Duftend durchzog der Rauch von Frühstücksfeuern die Luft. Säuglinge waren mit Klage- und Wonnelauten zu hören. Mit dem Wind kamen ferne Geräusche von Eisenbahnverkehr und Seeschifffahrt. Vor der noch tief über dem See stehenden Sonne warfen Flügel, die Ränder schimmernd von Tau, lange Schatten. Es gab Dampfer, Elektrische, Maxim’sche Schwungmaschinen, mit Schießbaumwolle betriebene Kolbenmotoren und Naphtha-Maschinen, ferner Hebeschrauben von seltsamer, hyperboloider Gestalt, mit denen man sich aufwärts durch die Luft bohren konnte, geflügelte Aerostate in Stromlinienform und flügelschlagende Wunder der Ornithurgie. Nach einer Weile wusste man gar nicht mehr, wo man hinschauen sollte.

«Pa!» Ein hübsches kleines Mädchen von vier bis fünf Jahren mit flammend rotem Haar kam in hohem Tempo auf sie zugerannt. «Hör mal, Pa! Ich brauche was zu trinken!»

«Dally, du kleiner Hänfling», wurde sie von Merle begrüßt, «der Maisschnaps ist alle, du wirst dich wieder mit dem guten alten Kuhsaft begnügen müssen, tut mir wirklich leid», während er in einem mit Eis gefüllten Patentkübel zu wühlen begann. Unterdessen hatte die Kleine die Freunde in ihren Sommeruniformen zu Gesicht bekommen und starrte sie mit weit geöffneten Augen an, als wäre sie noch unschlüssig, wie gut sie sich benehmen sollte.

«Sie haben diesen hilflosen Engel mit Spirituosen vergiftet?», rief Lindsay Noseworth. «Sir, dagegen muss man protestieren!» Dally eilte neugierig herzu, stellte sich vor ihn und blickte zu ihm auf, als wartete sie auf die Fortsetzung irgendeines umständlichen Scherzes.

Lindsay blinzelte. «Das kann nicht sein», murmelte er. «Kleine Kinder hassen mich.»

«Ein hübsches kleines Mädchen, Sir», so Randolph, von Onkelhaftigkeit geradezu überfließend. «Sie sind natürlich der stolze Großvater.»

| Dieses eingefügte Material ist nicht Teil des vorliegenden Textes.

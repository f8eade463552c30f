//! Club entity and repository trait.

use async_trait::async_trait;
use serde::{Deserialize, Serialize};

use crate::shared::error::AppError;

/// A physical club location.
///
/// Maps to the `clubs` table.
#[derive(Debug, Clone, PartialEq, Serialize, Deserialize)]
pub struct Club {
    pub club_id: i64,
    pub club_name: String,
    pub address: String,
    pub phone: Option<String>,
    pub email: Option<String>,
    pub opening_hours: Option<String>,
}

/// Editable club fields.
#[derive(Debug, Clone, Default, PartialEq)]
pub struct ClubFields {
    pub club_name: String,
    pub address: String,
    pub phone: Option<String>,
    pub email: Option<String>,
    pub opening_hours: Option<String>,
}

#[cfg_attr(test, mockall::automock)]
#[async_trait]
pub trait ClubRepository: Send + Sync {
    async fn list(&self) -> Result<Vec<Club>, AppError>;

    async fn find_by_id(&self, club_id: i64) -> Result<Option<Club>, AppError>;

    async fn create(&self, fields: &ClubFields) -> Result<i64, AppError>;

    async fn update(&self, club_id: i64, fields: &ClubFields) -> Result<(), AppError>;

    async fn delete(&self, club_id: i64) -> Result<(), AppError>;
}
//! Attendance entity and repository trait.
//!
//! An attendance row is one member's occupancy of one schedule slot. The
//! repository owns the two write paths that touch seat capacity, and each
//! of them runs as a single transaction.

use async_trait::async_trait;
use chrono::{DateTime, NaiveDate, NaiveTime, Utc};
use serde::{Deserialize, Serialize};

use crate::shared::error::AppError;

/// Recorded presence of a member at a session.
#[derive(Debug, Clone, Copy, Default, PartialEq, Eq, Serialize, Deserialize)]
pub enum AttendanceStatus {
    #[default]
    Present,
    Absent,
    Late,
    Excused,
}

impl AttendanceStatus {
    /// Convert to database string representation.
    pub fn as_str(&self) -> &'static str {
        match self {
            Self::Present => "Present",
            Self::Absent => "Absent",
            Self::Late => "Late",
            Self::Excused => "Excused",
        }
    }
}

impl std::str::FromStr for AttendanceStatus {
    type Err = String;

    fn from_str(s: &str) -> Result<Self, Self::Err> {
        match s.trim().to_ascii_lowercase().as_str() {
            "present" => Ok(Self::Present),
            "absent" => Ok(Self::Absent),
            "late" => Ok(Self::Late),
            "excused" => Ok(Self::Excused),
            other => Err(format!("Unknown attendance status: {}", other)),
        }
    }
}

impl std::fmt::Display for AttendanceStatus {
    fn fmt(&self, f: &mut std::fmt::Formatter<'_>) -> std::fmt::Result {
        write!(f, "{}", self.as_str())
    }
}

/// Maps to the `attendance` table:
/// - attendance_id: BIGSERIAL PRIMARY KEY
/// - schedule_id: BIGINT NOT NULL REFERENCES workout_schedule ON DELETE CASCADE
/// - member_id: BIGINT NOT NULL REFERENCES members ON DELETE CASCADE
/// - status: VARCHAR(20) NOT NULL DEFAULT 'Present'
/// - attendance_date: TIMESTAMPTZ NOT NULL DEFAULT NOW()
/// - UNIQUE (schedule_id, member_id)
#[derive(Debug, Clone, PartialEq, Serialize, Deserialize)]
pub struct Attendance {
    pub attendance_id: i64,
    pub schedule_id: i64,
    pub member_id: i64,
    pub status: AttendanceStatus,
    pub attendance_date: DateTime<Utc>,
}

/// An attendance row joined with member, session, workout and club labels.
#[derive(Debug, Clone, PartialEq, Serialize, Deserialize)]
pub struct AttendanceDetail {
    #[serde(flatten)]
    pub attendance: Attendance,

    #[serde(skip_serializing_if = "Option::is_none")]
    pub first_name: Option<String>,
    #[serde(skip_serializing_if = "Option::is_none")]
    pub last_name: Option<String>,
    #[serde(skip_serializing_if = "Option::is_none")]
    pub email: Option<String>,
    #[serde(skip_serializing_if = "Option::is_none")]
    pub schedule_date: Option<NaiveDate>,
    #[serde(skip_serializing_if = "Option::is_none")]
    pub start_time: Option<NaiveTime>,
    #[serde(skip_serializing_if = "Option::is_none")]
    pub workout_name: Option<String>,
    #[serde(skip_serializing_if = "Option::is_none")]
    pub club_name: Option<String>,
}

/// A check-in request as handed to storage.
#[derive(Debug, Clone, PartialEq)]
pub struct NewAttendance {
    pub schedule_id: i64,
    pub member_id: i64,
    pub status: AttendanceStatus,
}

/// Result of the atomic "take a seat and record attendance" write.
#[derive(Debug, Clone, Copy, PartialEq, Eq)]
pub enum CheckInOutcome {
    /// Seat taken and attendance row inserted.
    Recorded { attendance_id: i64 },

    /// The session exists but has no seat left. Nothing was written.
    NoSpotsLeft,

    /// The session was removed before the seat could be taken. Nothing was
    /// written.
    UnknownSchedule,

    /// A row for the (schedule, member) pair already exists. Nothing was
    /// written.
    AlreadyCheckedIn,

    /// The member does not exist. Nothing was written.
    UnknownMember,
}

/// Result of the atomic "remove attendance and give the seat back" write.
#[derive(Debug, Clone, Copy, PartialEq, Eq)]
pub struct CancelledCheckIn {
    pub attendance_id: i64,
    pub schedule_id: i64,

    /// False when the session was already at capacity, so the counter was
    /// left unchanged.
    pub spot_restored: bool,
}

/// Repository trait for Attendance data access operations.
#[cfg_attr(test, mockall::automock)]
#[async_trait]
pub trait AttendanceRepository: Send + Sync {
    /// Every attendance row with member, session, workout and club labels,
    /// newest first.
    async fn list(&self) -> Result<Vec<AttendanceDetail>, AppError>;

    /// Attendance for one session with member labels, latest check-in first.
    async fn list_by_schedule(&self, schedule_id: i64) -> Result<Vec<AttendanceDetail>, AppError>;

    /// Attendance for one member with session and workout labels, latest
    /// session first.
    async fn list_by_member(&self, member_id: i64) -> Result<Vec<AttendanceDetail>, AppError>;

    async fn find_by_id(&self, attendance_id: i64) -> Result<Option<Attendance>, AppError>;

    async fn find_by_schedule_and_member(
        &self,
        schedule_id: i64,
        member_id: i64,
    ) -> Result<Option<Attendance>, AppError>;

    /// Decrement the session's `available_spots` only if it is positive and
    /// insert the attendance row, as one transaction.
    async fn record_check_in(&self, attendance: &NewAttendance) -> Result<CheckInOutcome, AppError>;

    /// Overwrite the status. Returns false when no row matched.
    async fn update_status(
        &self,
        attendance_id: i64,
        status: AttendanceStatus,
    ) -> Result<bool, AppError>;

    /// Delete the row and increment the session's `available_spots` (never
    /// beyond capacity), as one transaction. Returns `None` when no row
    /// matched.
    async fn cancel_check_in(&self, attendance_id: i64) -> Result<Option<CancelledCheckIn>, AppError>;
}
//! Member Handlers

use axum::{extract::State, http::StatusCode, Json};
use serde_json::Value;

use crate::application::dto::request::MemberRequest;
use crate::application::dto::ApiResponse;
use crate::domain::{AttendanceDetail, Member, MembershipDetail};
use crate::presentation::http::extractors::{Id, ValidatedJson};
use crate::shared::error::AppError;
use crate::startup::AppState;

/// List all members
pub async fn list_members(
    State(state): State<AppState>,
) -> Result<Json<ApiResponse<Vec<Member>>>, AppError> {
    let members = state.members.list().await?;
    Ok(Json(ApiResponse::list(members)))
}

/// Get member by ID
pub async fn get_member(
    State(state): State<AppState>,
    Id(member_id): Id,
) -> Result<Json<ApiResponse<Member>>, AppError> {
    let member = state
        .members
        .find_by_id(member_id)
        .await?
        .ok_or_else(|| AppError::NotFound("Member not found".into()))?;

    Ok(Json(ApiResponse::item(member)))
}

/// Memberships held by a member
pub async fn get_member_memberships(
    State(state): State<AppState>,
    Id(member_id): Id,
) -> Result<Json<ApiResponse<Vec<MembershipDetail>>>, AppError> {
    let memberships = state.memberships.list_for_member(member_id).await?;
    Ok(Json(ApiResponse::list(memberships)))
}

/// Attendance history of a member
pub async fn get_member_attendance(
    State(state): State<AppState>,
    Id(member_id): Id,
) -> Result<Json<ApiResponse<Vec<AttendanceDetail>>>, AppError> {
    let attendance = state.attendance.list_for_member(member_id).await?;
    Ok(Json(ApiResponse::list(attendance)))
}

/// Register a new member
pub async fn create_member(
    State(state): State<AppState>,
    ValidatedJson(body): ValidatedJson<MemberRequest>,
) -> Result<(StatusCode, Json<ApiResponse<Value>>), AppError> {
    let registration_date = body.registration_date();
    let member_id = state
        .members
        .create(&body.into_fields(), registration_date)
        .await?;

    tracing::info!(member_id, "Member created");

    Ok((
        StatusCode::CREATED,
        Json(ApiResponse::created(
            "Member created successfully",
            "member_id",
            member_id,
        )),
    ))
}

/// Update member
pub async fn update_member(
    State(state): State<AppState>,
    Id(member_id): Id,
    ValidatedJson(body): ValidatedJson<MemberRequest>,
) -> Result<Json<ApiResponse<()>>, AppError> {
    state.members.update(member_id, &body.into_fields()).await?;
    Ok(Json(ApiResponse::message("Member updated successfully")))
}

/// Delete member, their memberships and attendance
pub async fn delete_member(
    State(state): State<AppState>,
    Id(member_id): Id,
) -> Result<Json<ApiResponse<()>>, AppError> {
    state.members.delete(member_id).await?;

    tracing::info!(member_id, "Member deleted");

    Ok(Json(ApiResponse::message("Member deleted successfully")))
}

«Ha! Hast du das gehört, Rotkopf? Er denkt, ich bin dein Großvater. Vielen Dank, mein Lieber, aber das hier ist meine Tochter, wie ich mit Stolz sagen kann. Ihre Mutter ist leider –» Er seufzte und ließ den Blick nach oben und in die Ferne gehen.

«Unser tiefstes Mitgefühl», beeilte sich Randolph zu versichern, «doch der Himmel in seiner Unerforschlichkeit –»

«Der Himmel, von wegen», krähte Merle Rideout. «Sie ist irgendwo da draußen in den USA, zusammen mit dem unwiderstehlichen Varietékünstler, mit dem sie durchgebrannt ist – nennt sich der Geheimnisvolle Zombini.»

«Mensch, den kenne ich!» Dies Chick Counterfly mit heftigem Nicken. «Lässt seine Molly in einem ganz gewöhnlichen Küchentrichter verschwinden! ‹Imbottigliata!›, stimmt’s? Und dann wirbelt er sein Cape herum. Hab’s in New Orleans mit meinen eigenen Guckern gesehen! Eine tolle Nummer, alles, was recht ist!»